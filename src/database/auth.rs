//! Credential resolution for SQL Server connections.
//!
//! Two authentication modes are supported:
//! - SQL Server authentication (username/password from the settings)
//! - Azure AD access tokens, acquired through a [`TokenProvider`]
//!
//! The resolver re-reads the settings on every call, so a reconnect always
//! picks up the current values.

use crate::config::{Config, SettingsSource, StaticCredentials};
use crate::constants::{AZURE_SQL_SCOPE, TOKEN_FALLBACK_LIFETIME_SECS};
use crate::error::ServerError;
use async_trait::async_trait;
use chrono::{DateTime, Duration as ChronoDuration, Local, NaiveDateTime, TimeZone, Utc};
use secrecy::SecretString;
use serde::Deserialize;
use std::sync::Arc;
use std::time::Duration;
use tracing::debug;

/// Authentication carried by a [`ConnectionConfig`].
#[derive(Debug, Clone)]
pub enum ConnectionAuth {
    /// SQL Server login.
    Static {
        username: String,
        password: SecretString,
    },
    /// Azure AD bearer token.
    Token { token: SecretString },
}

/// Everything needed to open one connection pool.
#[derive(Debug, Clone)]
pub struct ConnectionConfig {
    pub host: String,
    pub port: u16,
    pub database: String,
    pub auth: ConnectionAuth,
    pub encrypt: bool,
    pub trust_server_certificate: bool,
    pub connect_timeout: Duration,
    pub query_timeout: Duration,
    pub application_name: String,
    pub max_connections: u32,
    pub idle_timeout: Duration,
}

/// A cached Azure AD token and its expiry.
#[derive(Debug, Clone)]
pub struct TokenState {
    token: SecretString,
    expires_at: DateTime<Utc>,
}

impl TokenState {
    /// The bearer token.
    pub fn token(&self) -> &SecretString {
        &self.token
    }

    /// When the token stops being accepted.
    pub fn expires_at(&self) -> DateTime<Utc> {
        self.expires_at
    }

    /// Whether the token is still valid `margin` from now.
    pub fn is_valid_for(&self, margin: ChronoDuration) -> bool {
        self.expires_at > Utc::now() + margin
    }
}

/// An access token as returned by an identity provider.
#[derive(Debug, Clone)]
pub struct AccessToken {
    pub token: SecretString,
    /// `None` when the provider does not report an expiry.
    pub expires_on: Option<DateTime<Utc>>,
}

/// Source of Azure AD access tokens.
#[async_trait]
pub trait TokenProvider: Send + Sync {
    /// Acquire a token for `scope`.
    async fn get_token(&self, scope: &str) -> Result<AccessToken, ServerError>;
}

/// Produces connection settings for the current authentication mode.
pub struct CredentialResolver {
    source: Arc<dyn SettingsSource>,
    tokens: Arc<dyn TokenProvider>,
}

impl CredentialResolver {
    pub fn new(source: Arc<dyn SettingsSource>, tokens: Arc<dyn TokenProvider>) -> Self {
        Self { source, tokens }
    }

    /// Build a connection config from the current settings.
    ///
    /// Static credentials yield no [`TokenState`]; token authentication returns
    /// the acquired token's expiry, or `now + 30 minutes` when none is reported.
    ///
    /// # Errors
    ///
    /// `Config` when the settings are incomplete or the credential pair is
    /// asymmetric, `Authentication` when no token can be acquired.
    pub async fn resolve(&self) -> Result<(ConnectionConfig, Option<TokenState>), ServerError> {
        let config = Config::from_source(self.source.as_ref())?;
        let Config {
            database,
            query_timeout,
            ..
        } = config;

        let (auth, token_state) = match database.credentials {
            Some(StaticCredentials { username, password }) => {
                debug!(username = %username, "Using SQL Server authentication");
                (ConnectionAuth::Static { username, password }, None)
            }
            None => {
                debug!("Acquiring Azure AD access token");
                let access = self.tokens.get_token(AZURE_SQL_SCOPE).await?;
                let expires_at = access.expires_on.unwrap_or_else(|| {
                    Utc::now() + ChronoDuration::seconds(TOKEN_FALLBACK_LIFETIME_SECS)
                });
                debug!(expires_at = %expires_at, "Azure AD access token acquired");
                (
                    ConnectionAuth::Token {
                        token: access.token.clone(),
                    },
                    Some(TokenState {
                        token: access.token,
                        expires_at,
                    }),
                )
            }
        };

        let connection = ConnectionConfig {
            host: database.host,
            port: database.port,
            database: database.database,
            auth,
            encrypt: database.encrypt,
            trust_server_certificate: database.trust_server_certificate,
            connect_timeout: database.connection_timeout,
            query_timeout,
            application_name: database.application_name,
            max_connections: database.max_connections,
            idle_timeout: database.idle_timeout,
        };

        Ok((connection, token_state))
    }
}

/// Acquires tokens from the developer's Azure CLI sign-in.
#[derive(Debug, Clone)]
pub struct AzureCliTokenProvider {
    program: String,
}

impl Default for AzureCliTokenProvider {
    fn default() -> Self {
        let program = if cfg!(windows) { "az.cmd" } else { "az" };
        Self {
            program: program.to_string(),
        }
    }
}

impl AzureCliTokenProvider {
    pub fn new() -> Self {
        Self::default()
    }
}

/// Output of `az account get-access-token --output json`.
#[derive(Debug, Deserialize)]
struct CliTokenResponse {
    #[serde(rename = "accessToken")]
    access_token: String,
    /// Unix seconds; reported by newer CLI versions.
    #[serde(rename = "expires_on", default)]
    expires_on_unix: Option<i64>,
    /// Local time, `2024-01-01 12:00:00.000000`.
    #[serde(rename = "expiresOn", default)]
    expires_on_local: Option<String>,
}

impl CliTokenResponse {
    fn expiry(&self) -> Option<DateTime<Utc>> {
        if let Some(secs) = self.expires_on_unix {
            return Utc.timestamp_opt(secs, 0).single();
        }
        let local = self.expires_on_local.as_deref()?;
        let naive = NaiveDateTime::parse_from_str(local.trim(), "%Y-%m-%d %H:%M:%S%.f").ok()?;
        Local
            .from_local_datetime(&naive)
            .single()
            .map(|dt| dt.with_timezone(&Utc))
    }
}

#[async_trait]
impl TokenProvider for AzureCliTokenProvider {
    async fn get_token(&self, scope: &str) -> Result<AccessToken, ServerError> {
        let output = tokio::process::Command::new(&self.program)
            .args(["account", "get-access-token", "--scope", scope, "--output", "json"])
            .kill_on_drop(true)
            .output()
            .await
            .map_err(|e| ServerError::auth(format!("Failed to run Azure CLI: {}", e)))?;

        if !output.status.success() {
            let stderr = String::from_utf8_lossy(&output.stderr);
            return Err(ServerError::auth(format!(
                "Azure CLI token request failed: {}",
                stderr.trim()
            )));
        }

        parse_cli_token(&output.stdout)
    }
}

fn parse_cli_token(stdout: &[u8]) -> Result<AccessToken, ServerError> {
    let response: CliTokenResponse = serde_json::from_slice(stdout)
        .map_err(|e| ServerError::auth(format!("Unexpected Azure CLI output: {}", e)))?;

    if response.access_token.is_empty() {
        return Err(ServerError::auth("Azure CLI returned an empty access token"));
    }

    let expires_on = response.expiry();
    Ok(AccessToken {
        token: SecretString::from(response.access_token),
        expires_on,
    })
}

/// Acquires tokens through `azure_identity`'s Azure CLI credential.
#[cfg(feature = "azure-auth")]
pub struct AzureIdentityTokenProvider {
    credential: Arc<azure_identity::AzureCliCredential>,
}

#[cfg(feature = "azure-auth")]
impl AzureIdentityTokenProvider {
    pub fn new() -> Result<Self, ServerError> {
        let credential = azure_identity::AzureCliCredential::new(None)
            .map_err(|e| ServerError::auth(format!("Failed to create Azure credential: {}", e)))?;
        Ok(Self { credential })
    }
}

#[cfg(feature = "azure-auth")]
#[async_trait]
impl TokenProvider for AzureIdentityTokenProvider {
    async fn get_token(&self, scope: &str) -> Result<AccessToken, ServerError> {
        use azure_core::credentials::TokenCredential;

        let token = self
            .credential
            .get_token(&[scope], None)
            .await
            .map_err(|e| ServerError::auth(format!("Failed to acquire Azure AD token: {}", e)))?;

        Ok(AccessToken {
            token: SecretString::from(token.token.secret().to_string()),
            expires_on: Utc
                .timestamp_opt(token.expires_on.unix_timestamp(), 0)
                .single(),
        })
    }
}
========================================
### YOUR OBJECTIVE
What lines of the preceding data include the string "CredentialResolver"? Pull them out.

### FINISHED TASK
pub struct CredentialResolver {
impl CredentialResolver {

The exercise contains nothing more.